Мценский минут пять не мог «отклеиться» от медицинского заведения, касаясь его дверей занывшими, трепетными лопатками, на которых теперь прорастали крылышки утверждения в истинности воскрешения. Он все еще боялся, шагнув, тут же упасть, провалиться в беспамятство, вынестись вновь на дорогу небытия.
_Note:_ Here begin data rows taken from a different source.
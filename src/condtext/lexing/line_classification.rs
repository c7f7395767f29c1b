//! Line classification
//!
//!     Turns grouped lines into statements. A line is a directive when its tokens contain a
//!     comment opener immediately followed by `#` and a directive keyword. Everything else is
//!     plain content.
//!
//!     Openers:
//!         Block:  `/` `*`+ `#`
//!         Markup: `<` `!` `-` `-` `#`
//!     Closers:
//!         Block:  `*` `/`
//!         Markup: `-` `-` `>`
//!
//!     The keyword must end at a non-identifier character, so `#ifdef` or `#endifx` are not
//!     directives. Unknown keywords leave the line as content.

use super::line_grouping::Line;
use super::tokens::Token;
use crate::condtext::error::{ExpressionError, PreprocessError};
use serde::Serialize;
use std::fmt;
use std::ops::Range;

/// Which comment syntax a directive was written in
#[derive(Debug, Clone, Copy, PartialEq, Eq, Serialize)]
#[serde(rename_all = "lowercase")]
pub enum CommentStyle {
    /// `/*# ... */`
    Block,
    /// `<!--# ... -->`
    Markup,
}

#[derive(Debug, Clone, Copy, PartialEq, Eq, Serialize)]
#[serde(rename_all = "lowercase")]
pub enum DirectiveKind {
    If,
    Elif,
    Else,
    End,
}

impl DirectiveKind {
    pub fn from_keyword(keyword: &str) -> Option<Self> {
        match keyword {
            "if" => Some(DirectiveKind::If),
            "elif" | "elseif" => Some(DirectiveKind::Elif),
            "else" => Some(DirectiveKind::Else),
            "endif" => Some(DirectiveKind::End),
            _ => None,
        }
    }

    pub fn takes_condition(&self) -> bool {
        matches!(self, DirectiveKind::If | DirectiveKind::Elif)
    }
}

impl fmt::Display for DirectiveKind {
    fn fmt(&self, f: &mut fmt::Formatter<'_>) -> fmt::Result {
        let keyword = match self {
            DirectiveKind::If => "if",
            DirectiveKind::Elif => "elif",
            DirectiveKind::Else => "else",
            DirectiveKind::End => "endif",
        };
        write!(f, "{}", keyword)
    }
}

/// A recognized directive head or terminator
#[derive(Debug, Clone, PartialEq, Eq, Serialize)]
pub struct DirectiveMarker {
    pub kind: DirectiveKind,
    /// Condition text; only `if`/`elif` carry one
    pub expression: Option<String>,
    /// The full source text of the line(s) the directive occupies
    pub source_line: String,
    /// 1-based line of the opener
    pub line: usize,
    pub style: CommentStyle,
}

#[derive(Debug, Clone, PartialEq, Eq, Serialize)]
pub enum Statement {
    PlainText { content: String, line: usize },
    Directive(DirectiveMarker),
}

impl Statement {
    pub fn line(&self) -> usize {
        match self {
            Statement::PlainText { line, .. } => *line,
            Statement::Directive(marker) => marker.line,
        }
    }

    /// Condition text of an `if`/`elif` statement
    pub fn expression(&self) -> Option<&str> {
        match self {
            Statement::Directive(marker) => marker.expression.as_deref(),
            Statement::PlainText { .. } => None,
        }
    }
}

/// Where a directive head was found within its line
#[derive(Debug, Clone, Copy, PartialEq, Eq)]
struct DirectiveHead {
    style: CommentStyle,
    kind: DirectiveKind,
    /// Byte offset right after the keyword
    body_start: usize,
}

pub fn classify(source: &str, lines: &[Line]) -> Result<Vec<Statement>, PreprocessError> {
    let mut statements = Vec::with_capacity(lines.len());
    let mut index = 0;

    while index < lines.len() {
        let line = &lines[index];

        let Some(head) = find_directive_head(source, line) else {
            statements.push(Statement::PlainText {
                content: line.text(source).to_string(),
                line: line.number,
            });
            index += 1;
            continue;
        };

        if head.kind == DirectiveKind::End {
            statements.push(Statement::Directive(DirectiveMarker {
                kind: DirectiveKind::End,
                expression: None,
                source_line: line.text(source).to_string(),
                line: line.number,
                style: head.style,
            }));
            index += 1;
            continue;
        }

        let (closing_index, closer_start) =
            find_closer(source, lines, index, head.body_start, head.style).ok_or(
                PreprocessError::UnterminatedDirective { line: line.number },
            )?;

        let raw = condition_text(&source[head.body_start..closer_start], head.style);
        let expression = match (head.kind.takes_condition(), raw.is_empty()) {
            (true, true) => None,
            (true, false) => Some(raw.to_string()),
            (false, true) => None,
            (false, false) => {
                return Err(PreprocessError::Expression {
                    line: line.number,
                    source: ExpressionError::UnexpectedCondition(raw.to_string()),
                })
            }
        };

        statements.push(Statement::Directive(DirectiveMarker {
            kind: head.kind,
            expression,
            source_line: source[line.range.start..lines[closing_index].range.end].to_string(),
            line: line.number,
            style: head.style,
        }));
        index = closing_index + 1;
    }

    Ok(statements)
}

/// Trim the text between keyword and closer down to the condition
fn condition_text(raw: &str, style: CommentStyle) -> &str {
    match style {
        // `/**#if A**/` leaves a run of stars before the closer
        CommentStyle::Block => raw.trim().trim_end_matches('*').trim_end(),
        CommentStyle::Markup => raw.trim(),
    }
}

fn find_directive_head(source: &str, line: &Line) -> Option<DirectiveHead> {
    let tokens = &line.tokens;

    for start in 0..tokens.len() {
        let Some((style, hash_end)) = match_opener(tokens, start) else {
            continue;
        };

        let rest = &source[hash_end..line.range.end];
        let keyword_len = rest
            .find(|c: char| !c.is_ascii_alphabetic())
            .unwrap_or(rest.len());
        let keyword = &rest[..keyword_len];
        let boundary = rest[keyword_len..]
            .chars()
            .next()
            .map_or(true, |c| !(c.is_ascii_alphanumeric() || c == '_' || c == '$'));

        if let (Some(kind), true) = (DirectiveKind::from_keyword(keyword), boundary) {
            return Some(DirectiveHead {
                style,
                kind,
                body_start: hash_end + keyword_len,
            });
        }
    }

    None
}

/// Match an opener starting at `start`, returning its style and the byte offset after `#`
fn match_opener(tokens: &[(Token, Range<usize>)], start: usize) -> Option<(CommentStyle, usize)> {
    let kind_at = |i: usize| tokens.get(i).map(|(t, _)| *t);

    match kind_at(start)? {
        Token::Slash => {
            let mut i = start + 1;
            while kind_at(i) == Some(Token::Star) {
                i += 1;
            }
            if i > start + 1 && kind_at(i) == Some(Token::Hash) {
                return Some((CommentStyle::Block, tokens[i].1.end));
            }
            None
        }
        Token::LessThan => {
            let expected = [Token::Bang, Token::Dash, Token::Dash, Token::Hash];
            let matches = expected
                .iter()
                .enumerate()
                .all(|(offset, t)| kind_at(start + 1 + offset) == Some(*t));
            matches.then(|| (CommentStyle::Markup, tokens[start + 4].1.end))
        }
        _ => None,
    }
}

/// Find the closer for a head, searching the rest of its line and then the following lines.
/// Returns the index of the closing line and the byte offset where the closer starts.
///
/// The search gives up at the next line holding a directive head of its own, so a head with a
/// missing or mismatched closer never swallows the directive after it.
fn find_closer(
    source: &str,
    lines: &[Line],
    line_index: usize,
    body_start: usize,
    style: CommentStyle,
) -> Option<(usize, usize)> {
    let pattern: &[Token] = match style {
        CommentStyle::Block => &[Token::Star, Token::Slash],
        CommentStyle::Markup => &[Token::Dash, Token::Dash, Token::GreaterThan],
    };

    for (index, line) in lines.iter().enumerate().skip(line_index) {
        if index > line_index && find_directive_head(source, line).is_some() {
            return None;
        }
        let tokens = &line.tokens;
        for start in 0..tokens.len() {
            if tokens[start].1.start < body_start {
                continue;
            }
            let found = pattern
                .iter()
                .enumerate()
                .all(|(offset, t)| tokens.get(start + offset).map(|(k, _)| k) == Some(t));
            if found {
                return Some((index, tokens[start].1.start));
            }
        }
    }

    None
}
//! Main module for condtext library functionality
//!
//! The pipeline runs in four stages, each in its own module:
//!
//!     1. lexing: the document is tokenized with logos, grouped into physical lines and each
//!        line classified as plain content or a directive marker (a `Statement`).
//!     2. expression: the condition text of every `if`/`elif` head is parsed into an `Expr`.
//!     3. building: statements are nested into a tree of `DirectiveBlock`s.
//!     4. generation: the tree is walked, one branch per block is selected and the kept lines
//!        are joined with the document's EOL marker.
//!
//! Nothing here holds state between calls. The symbol set and the options are passed to every
//! invocation, so documents can be processed concurrently.

pub mod ast;
pub mod building;
pub mod config;
pub mod diagnostics;
pub mod error;
pub mod expression;
pub mod formats;
pub mod generation;
pub mod lexing;
pub mod processor;
pub mod symbols;
//! Renderings of the directive tree
//!
//! These are debugging views: they show how a document was parsed, not what it evaluates to.
//!
//!     - treeviz: one line per node, nesting shown with box-drawing connectors
//!     - json: the tree serialized with serde_json

pub mod json;
pub mod treeviz;

pub use json::to_json_str;
pub use treeviz::{to_treeviz_str, to_treeviz_str_with_linum};
//! Core token definitions for the line splitter
//!
//! The tokens are defined using the logos derive macro. Punctuation that can start or end a
//! comment is a token of its own; everything else collapses into `Whitespace` or `Text` runs.
//! Every input byte belongs to some token, so the token spans tile the source exactly.
use logos::Logos;
use serde::Serialize;
use std::ops::Range;

/// All tokens the line splitter works with
#[derive(Logos, Debug, Clone, Copy, PartialEq, Eq, Hash, Serialize)]
pub enum Token {
    #[token("/")]
    Slash,
    #[token("*")]
    Star,
    #[token("#")]
    Hash,
    #[token("<")]
    LessThan,
    #[token(">")]
    GreaterThan,
    #[token("!")]
    Bang,
    #[token("-")]
    Dash,

    // Line breaks; a lone carriage return is ordinary text
    #[token("\n")]
    #[token("\r\n")]
    Newline,

    #[regex(r"[ \t]+")]
    Whitespace,

    #[regex(r"[^/*#<>!\- \t\r\n]+")]
    #[token("\r")]
    Text,
}

impl Token {
    pub fn is_newline(&self) -> bool {
        matches!(self, Token::Newline)
    }
}

/// Tokenize a whole document, keeping the byte range of every token
pub fn tokenize(source: &str) -> Vec<(Token, Range<usize>)> {
    Token::lexer(source)
        .spanned()
        .map(|(token, span)| (token.unwrap_or(Token::Text), span))
        .collect()
}

#[cfg(test)]
mod tests {
    use super::*;

    fn kinds(source: &str) -> Vec<Token> {
        tokenize(source).into_iter().map(|(t, _)| t).collect()
    }

    #[test]
    fn test_block_directive_tokens() {
        assert_eq!(
            kinds("/*#if A*/"),
            vec![
                Token::Slash,
                Token::Star,
                Token::Hash,
                Token::Text,
                Token::Whitespace,
                Token::Text,
                Token::Star,
                Token::Slash,
            ]
        );
    }

    #[test]
    fn test_markup_directive_tokens() {
        assert_eq!(
            kinds("<!--#else-->"),
            vec![
                Token::LessThan,
                Token::Bang,
                Token::Dash,
                Token::Dash,
                Token::Hash,
                Token::Text,
                Token::Dash,
                Token::Dash,
                Token::GreaterThan,
            ]
        );
    }

    #[test]
    fn test_newlines() {
        assert_eq!(
            kinds("a\nb\r\nc"),
            vec![
                Token::Text,
                Token::Newline,
                Token::Text,
                Token::Newline,
                Token::Text,
            ]
        );
        let tokens = tokenize("a\r\nb");
        assert_eq!(tokens[1], (Token::Newline, 1..3));
    }

    #[test]
    fn test_lone_carriage_return_is_text() {
        assert_eq!(kinds("a\rb"), vec![Token::Text, Token::Text, Token::Text]);
    }

    #[test]
    fn test_spans_tile_source() {
        let source = "let x = a && !b; // <tag> « ünïcode »\n\t/** doc */";
        let tokens = tokenize(source);
        let mut expected_start = 0;
        for (_, span) in &tokens {
            assert_eq!(span.start, expected_start);
            expected_start = span.end;
        }
        assert_eq!(expected_start, source.len());
    }
}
Но даже если ничего этого не произойдет и сам он благополучно удержится на поверхности планеты — не растворятся ли его благие намерения в просторах дарованного пространства от первого же соприкосновения с одной из пылинок обретенной свободы?
Отделившись от ворот, Мценский напряженным, ходульным шагом двинулся в глубь улицы, угадывая в конце кудрявой, утыканной густо-зелеными липами перспективы дыхание широкой реки, напоминавшей своими гранитными берегами гигантскую рукотворную ванну.
Неуверенно продвигаясь по набережной Невы, Мценский обстукивал взглядами сизое небо, разноцветные старинные дома, как бы с разбега остановившиеся возле непреодолимой реки, ласкал глазами корабли, приткнувшиеся к гранитным граням берегов, узнавал, словно позабытые радости детства, птиц, и прежде всего крикливых чаек, снующих в двух стихиях — воде и воздухе; заглядывал в глаза незнакомых людей, и люди нравились Мценскому — все: и юные, свежие, сильные, и вдоволь пожившие, привядшие, расслабленные, с достоинством истинных героев прогуливающиеся по набережной знаменитой реки.
Углубляясь в город, Мценский пьянел от запахов этого каменного мира — бензинного перегара, испарений пористого кирпича, помоечных продуктовых бачков, складов, магазинов, набитых химикалиями, кислой капусткой, книгами, мебелью, расчлененными тушами, напитками, дохлой рыбкой… Мценский впитывал эти запахи с невероятным наслаждением, содрогаясь желудком, кровью, нервами, но больше — волнуясь душой, ибо не просто впитывал быт, но вспоминал его, как вспоминают взрослые люди запахи утраченной родины, любви, детства.